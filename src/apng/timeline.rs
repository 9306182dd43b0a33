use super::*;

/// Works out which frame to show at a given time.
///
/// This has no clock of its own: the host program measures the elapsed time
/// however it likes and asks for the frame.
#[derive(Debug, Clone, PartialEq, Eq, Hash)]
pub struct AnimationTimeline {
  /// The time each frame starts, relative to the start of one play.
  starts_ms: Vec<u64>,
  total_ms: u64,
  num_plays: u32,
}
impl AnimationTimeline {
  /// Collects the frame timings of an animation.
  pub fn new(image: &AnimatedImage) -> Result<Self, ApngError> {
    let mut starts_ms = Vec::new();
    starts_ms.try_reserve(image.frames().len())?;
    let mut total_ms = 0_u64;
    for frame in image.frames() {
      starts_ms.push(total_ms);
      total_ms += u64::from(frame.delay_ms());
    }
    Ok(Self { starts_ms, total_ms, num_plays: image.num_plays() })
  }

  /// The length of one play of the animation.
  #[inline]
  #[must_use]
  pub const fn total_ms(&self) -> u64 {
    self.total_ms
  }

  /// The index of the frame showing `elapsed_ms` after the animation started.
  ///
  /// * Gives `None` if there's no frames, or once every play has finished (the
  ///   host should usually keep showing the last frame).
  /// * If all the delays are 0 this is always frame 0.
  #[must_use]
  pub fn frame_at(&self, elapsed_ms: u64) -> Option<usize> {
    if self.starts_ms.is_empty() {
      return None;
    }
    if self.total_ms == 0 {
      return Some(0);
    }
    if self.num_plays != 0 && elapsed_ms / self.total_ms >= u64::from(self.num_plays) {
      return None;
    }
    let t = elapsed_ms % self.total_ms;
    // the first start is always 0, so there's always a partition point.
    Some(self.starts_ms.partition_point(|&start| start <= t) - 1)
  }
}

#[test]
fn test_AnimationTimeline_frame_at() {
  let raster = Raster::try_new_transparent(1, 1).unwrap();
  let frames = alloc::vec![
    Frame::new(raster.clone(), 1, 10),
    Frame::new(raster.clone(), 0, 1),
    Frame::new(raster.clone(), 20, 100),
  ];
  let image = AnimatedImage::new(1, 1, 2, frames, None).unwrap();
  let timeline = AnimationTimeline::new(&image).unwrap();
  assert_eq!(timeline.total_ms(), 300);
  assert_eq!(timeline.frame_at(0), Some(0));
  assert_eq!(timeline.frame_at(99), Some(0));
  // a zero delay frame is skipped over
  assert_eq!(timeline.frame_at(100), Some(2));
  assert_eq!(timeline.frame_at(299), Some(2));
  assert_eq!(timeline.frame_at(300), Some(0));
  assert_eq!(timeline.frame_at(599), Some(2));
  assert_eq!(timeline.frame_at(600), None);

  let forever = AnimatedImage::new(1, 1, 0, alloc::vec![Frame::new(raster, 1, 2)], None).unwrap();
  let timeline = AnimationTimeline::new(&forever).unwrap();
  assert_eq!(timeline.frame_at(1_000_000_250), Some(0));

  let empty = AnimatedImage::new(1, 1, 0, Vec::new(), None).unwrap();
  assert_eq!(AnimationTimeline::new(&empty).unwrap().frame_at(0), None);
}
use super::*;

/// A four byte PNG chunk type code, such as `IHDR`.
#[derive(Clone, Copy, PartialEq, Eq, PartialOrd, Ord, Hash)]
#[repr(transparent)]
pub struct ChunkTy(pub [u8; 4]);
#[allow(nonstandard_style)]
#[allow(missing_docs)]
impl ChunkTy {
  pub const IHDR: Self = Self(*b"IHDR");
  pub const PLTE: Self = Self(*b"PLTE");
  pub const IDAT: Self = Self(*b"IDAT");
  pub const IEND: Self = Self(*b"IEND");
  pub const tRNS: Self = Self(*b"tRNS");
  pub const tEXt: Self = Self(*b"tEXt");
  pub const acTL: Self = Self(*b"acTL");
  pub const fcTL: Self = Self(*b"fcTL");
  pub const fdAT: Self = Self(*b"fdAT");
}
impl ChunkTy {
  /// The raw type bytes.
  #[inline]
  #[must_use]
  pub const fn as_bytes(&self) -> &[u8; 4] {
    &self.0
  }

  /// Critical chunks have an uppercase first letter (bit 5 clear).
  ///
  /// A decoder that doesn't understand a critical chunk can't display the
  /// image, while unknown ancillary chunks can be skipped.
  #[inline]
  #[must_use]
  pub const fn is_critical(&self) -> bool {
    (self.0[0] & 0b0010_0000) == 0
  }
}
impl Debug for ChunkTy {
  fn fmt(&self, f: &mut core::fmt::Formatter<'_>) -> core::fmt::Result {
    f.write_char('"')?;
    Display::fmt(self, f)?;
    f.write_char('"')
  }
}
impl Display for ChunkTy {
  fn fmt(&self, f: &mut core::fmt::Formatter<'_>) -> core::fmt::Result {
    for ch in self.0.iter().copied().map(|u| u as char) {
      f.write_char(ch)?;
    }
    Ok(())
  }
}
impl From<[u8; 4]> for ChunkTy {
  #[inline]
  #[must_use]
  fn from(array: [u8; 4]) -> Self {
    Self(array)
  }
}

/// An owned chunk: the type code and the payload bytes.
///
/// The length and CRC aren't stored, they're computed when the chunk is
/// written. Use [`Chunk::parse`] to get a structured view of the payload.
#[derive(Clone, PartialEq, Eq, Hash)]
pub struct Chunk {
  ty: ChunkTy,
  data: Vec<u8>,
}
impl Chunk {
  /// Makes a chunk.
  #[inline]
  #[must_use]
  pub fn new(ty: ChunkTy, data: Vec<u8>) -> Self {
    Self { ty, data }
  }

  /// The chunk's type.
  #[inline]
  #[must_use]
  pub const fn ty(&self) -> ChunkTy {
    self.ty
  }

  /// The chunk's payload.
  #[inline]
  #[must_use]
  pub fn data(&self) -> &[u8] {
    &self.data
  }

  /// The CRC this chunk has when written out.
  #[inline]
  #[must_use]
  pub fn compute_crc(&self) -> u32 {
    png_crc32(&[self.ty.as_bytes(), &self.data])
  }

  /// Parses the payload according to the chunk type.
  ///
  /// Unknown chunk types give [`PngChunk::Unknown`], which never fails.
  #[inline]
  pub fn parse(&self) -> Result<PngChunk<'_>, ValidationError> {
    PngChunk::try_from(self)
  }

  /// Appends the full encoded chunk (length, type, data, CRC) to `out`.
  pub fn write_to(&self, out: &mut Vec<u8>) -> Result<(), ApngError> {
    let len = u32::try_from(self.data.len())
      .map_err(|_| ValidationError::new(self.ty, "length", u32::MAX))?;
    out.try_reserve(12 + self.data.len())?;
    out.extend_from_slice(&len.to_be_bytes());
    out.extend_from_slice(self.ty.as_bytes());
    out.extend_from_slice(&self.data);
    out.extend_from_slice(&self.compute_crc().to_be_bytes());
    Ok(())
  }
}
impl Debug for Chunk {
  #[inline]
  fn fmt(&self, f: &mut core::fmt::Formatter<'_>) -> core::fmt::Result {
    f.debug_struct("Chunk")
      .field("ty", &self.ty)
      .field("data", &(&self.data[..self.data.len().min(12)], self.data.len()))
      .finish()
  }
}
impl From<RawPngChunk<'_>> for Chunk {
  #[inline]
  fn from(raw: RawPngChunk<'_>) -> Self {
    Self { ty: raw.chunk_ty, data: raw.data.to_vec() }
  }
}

********

§ THE TASK: Wherever a line in the data above holds the word "unwrap", copy that line.

§ RESULT OF THIS EXERCISE:
  let raster = Raster::try_new_transparent(1, 1).unwrap();
  let image = AnimatedImage::new(1, 1, 2, frames, None).unwrap();
  let timeline = AnimationTimeline::new(&image).unwrap();
  let forever = AnimatedImage::new(1, 1, 0, alloc::vec![Frame::new(raster, 1, 2)], None).unwrap();
  let timeline = AnimationTimeline::new(&forever).unwrap();
  let empty = AnimatedImage::new(1, 1, 0, Vec::new(), None).unwrap();
  assert_eq!(AnimationTimeline::new(&empty).unwrap().frame_at(0), None);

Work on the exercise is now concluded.